Aaron Sorkin’s Being the Ricardos has been subjected to media buzz from the get-go, mainly due to the controversial casting decisions of Nicole Kidman as Lucille Ball and Javier Bardem as Desi Arnaz. Both don’t look at all like their counterparts, and many were wondering how this would translate on screen, especially since there’s little to no effort to make them look like who they’re playing.
Having watched the film, I would say the end result is a mixed one. Kidman and Bardem are fantastic actors, and they do a serviceable job here, but there’s a distinct spark missing from their pairing as well as their portrayal of this iconic couple.
Being the Ricardos gives us a behind the scenes look into the most stressful week in Lucille’s career: she’s accused of being a communist and suspects her husband is cheating on her, but there’s also her pregnancy news and the impact of that on their TV sitcom. It’s a premise akin to the titular Steve Jobs biopic, which isn’t surprising since Sorkin was the screenwriter for that film.
As the curtain is lifted, we get to see the couple at work: they attend numerous meetings, participate at table reads, and are involved in various creative decisions. At work, they are a united front, a force to be reckoned with. Things at home, however, paint a different story.
The movie suggests that Lucille only did the show so she could be with Desi more; quite a bit of Being the Ricardos goes into flashbacks of how the couple spent a lot of their married life apart due to their careers. Working on a sitcom as its leading couple would then allow them to be together more, but this sadly isn’t the case. The magic between them comes alive on screen, and fades to black in real life.
The film employs an intriguing conceit, which involves Lucille’s frequent imagining of staging during a script read or when the premise of an episode is being brainstormed/discussed. A lot of people seem to think that physical comedy is something that comes naturally, so it’s great that the film dives into how every single move is choreographed and staged to perfection. How can props be used effectively? How should the actors interact in order to get the biggest laugh? The TV show is a hit and it’s funny because every detail is intentionally laid out.
While Lucy’s character in the show can be a bit of a simpleton, the real Lucille is shrewd, mercurial and ambitious – the latter completely in Kidman’s wheelhouse. As always, she’s so riveting to watch, and does a brilliant job as Lucille. She doesn’t quite have Lucy’s flair for comedy, but that’s okay.
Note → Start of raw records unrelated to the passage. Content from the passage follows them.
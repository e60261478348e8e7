use serde::{Deserialize, Serialize};
use utoipa::ToSchema;

use crate::models::Product;

/// Multipart form accepted by product create and update. Every field arrives as text
/// except `image`, which is a file part.
#[derive(Debug, Default, ToSchema)]
pub struct ProductForm {
    pub name: Option<String>,
    pub part: Option<String>,
    pub brand: Option<String>,
    pub price: Option<String>,
    pub stock: Option<String>,
    pub description: Option<String>,
    /// JSON object as text.
    pub specifications: Option<String>,
    /// Existing image reference, used when no file is uploaded.
    pub image_path: Option<String>,
    #[schema(value_type = Option<String>, format = Binary)]
    pub image: Option<UploadedImage>,
}

#[derive(Debug)]
pub struct UploadedImage {
    pub file_name: String,
    pub content_type: String,
    pub bytes: Vec<u8>,
}

#[derive(Serialize, ToSchema)]
#[serde(transparent)]
pub struct ProductList {
    #[schema(value_type = Vec<Product>)]
    pub items: Vec<Product>,
}

#[derive(Debug, Serialize, ToSchema)]
pub struct ProductDetail {
    #[serde(flatten)]
    pub product: Product,
    pub review_count: i64,
    pub average_rating: Option<f64>,
}

#[derive(Debug, Serialize, Deserialize, ToSchema)]
pub struct ProductFacets {
    pub parts: Vec<String>,
    pub brands: Vec<String>,
}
After all, this isn’t meant to be a recreation of I Love Lucy; if you want that, just go rewatch the show.
Considering what a trailblazer Lucille Ball was, it makes sense that there are feminist themes embedded within the film. The constant push and pull between Lucille and the various men in charge demonstrates how hard it was for a woman to be taken seriously in the male-dominated world of Hollywood. Lucille’s insistence on perfection makes her difficult and pushy, and it’s clear that while the show is about her, the male consensus is that she should stick to her place as its star and stop throwing her weight around. There’s also the suggestion that Desi’s philandering is a result of her emasculation of him and constant undermining of his authority.
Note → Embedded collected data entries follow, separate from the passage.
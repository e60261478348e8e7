use axum::{
    Json, Router,
    extract::{Multipart, State},
    routing::post,
};

use crate::{
    dto::{
        diagnose::{DiagnoseForm, DiagnoseUnavailable},
        products::UploadedImage,
    },
    error::{AppError, AppResult},
    response::ApiResponse,
    services::diagnose_service,
    state::AppState,
};

pub fn router() -> Router<AppState> {
    Router::new().route("/diagnose", post(diagnose))
}

async fn read_file(mut multipart: Multipart) -> AppResult<Option<UploadedImage>> {
    while let Some(field) = multipart
        .next_field()
        .await
        .map_err(|e| AppError::bad_request(e.body_text()))?
    {
        if field.name() != Some("file") {
            continue;
        }
        let file_name = field.file_name().unwrap_or("upload").to_string();
        let content_type = field
            .content_type()
            .unwrap_or("application/octet-stream")
            .to_string();
        let bytes = field
            .bytes()
            .await
            .map_err(|e| AppError::bad_request(e.body_text()))?;
        return Ok(Some(UploadedImage {
            file_name,
            content_type,
            bytes: bytes.to_vec(),
        }));
    }
    Ok(None)
}

#[utoipa::path(
    post,
    path = "/api/ml/diagnose",
    request_body(content = DiagnoseForm, content_type = "multipart/form-data"),
    responses(
        (status = 200, description = "Detector result, or a `detected: false` payload when the detector is unavailable", body = ApiResponse<DiagnoseUnavailable>),
        (status = 400, description = "Missing file")
    ),
    tag = "Diagnose"
)]
pub async fn diagnose(
    State(state): State<AppState>,
    multipart: Multipart,
) -> AppResult<Json<ApiResponse<serde_json::Value>>> {
    let image = read_file(multipart).await?;
    let resp = diagnose_service::diagnose(&state.config.detector, image).await?;
    Ok(Json(resp))
}
use sea_orm::ActiveValue::NotSet;
use sea_orm::{ActiveModelTrait, EntityTrait, Set};
use uuid::Uuid;
use validator::Validate;

use crate::{
    dto::consultations::CreateConsultationRequest,
    entity::{consultations::ActiveModel, products::Entity as Products},
    error::{AppError, AppResult},
    models::{Consultation, ConsultationStatus},
    response::{ApiResponse, Meta},
    state::AppState,
};

pub async fn create_consultation(
    state: &AppState,
    payload: CreateConsultationRequest,
) -> AppResult<ApiResponse<Consultation>> {
    payload.validate()?;

    if let Some(product_id) = payload.product_id {
        if Products::find_by_id(product_id).one(&state.orm).await?.is_none() {
            return Err(AppError::NotFound);
        }
    }

    let content = payload
        .content
        .map(|c| c.trim().to_string())
        .filter(|c| !c.is_empty());

    let consultation = ActiveModel {
        id: Set(Uuid::new_v4()),
        product_id: Set(payload.product_id),
        name: Set(payload.name.trim().to_string()),
        phone: Set(payload.phone.trim().to_string()),
        content: Set(content),
        status: Set(ConsultationStatus::Pending.as_str().to_string()),
        created_at: NotSet,
    }
    .insert(&state.orm)
    .await?;

    tracing::info!(consultation_id = %consultation.id, "consultation requested");

    Ok(ApiResponse::success(
        "Consultation request received",
        Consultation::from(consultation),
        Some(Meta::empty()),
    ))
}
use serde::Serialize;
use sqlx::FromRow;
use utoipa::ToSchema;
use uuid::Uuid;

#[derive(Debug, Serialize, ToSchema, FromRow)]
pub struct TopProduct {
    pub product_id: Uuid,
    pub name: String,
    pub part: String,
    pub quantity: i64,
}

#[derive(Debug, Serialize, ToSchema)]
pub struct Overview {
    pub users: i64,
    pub orders: i64,
    pub products: i64,
    pub revenue: i64,
    pub top_week: Vec<TopProduct>,
    pub top_month: Vec<TopProduct>,
}

#[derive(Debug, Serialize, ToSchema, FromRow)]
pub struct DailyOrders {
    /// `YYYY-MM-DD`
    pub date: String,
    pub count: i64,
}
As for the supporting characters, J.K Simmons and Nine Arianda do incredible work as William Fawley and Vivian Vance respectively. I mean, both look nothing like the people they are portraying – much like Kidman and Bardem – yet manage to make their characters sympathetic and real. As a supporting female character on the show, Vivian cannot outshine Lucille, and while there’s a friendship between the two, there’s also a rivalry instigated by the system of showbusiness. Simmons does grumpy old man well, but at the same time, he exudes so much empathy in his conversations with Lucille, proving himself to be more a friend than a co-star.
It does feel like Being the Ricardos tried to do too much, which leaves it feeling a tad unfocused, especially with its loose structure. Sometimes it takes a while to recognise that we’re in a flashback, since the tone and visuals are the same – Lucy’s hair colour is a good indicator, but we can’t always depend on this. Sorkin does tend to play it a bit safe in terms of cinematography, but I enjoyed the opening off-focus shots of Lucille and Desi’s argument/make-out session.
Sorkin was always going to have endure an uphill battle when it came to adapting this iconic couple for the screen, since detractors are never happy when they aren’t given mimicry. However, it would have helped if there was some verisimilitude to allow us to buy into the reality of Kidman and Bardem as Lucille and Desi just a little bit more. As it stands now, it’s somewhere near the finish line, but not quite a touchdown.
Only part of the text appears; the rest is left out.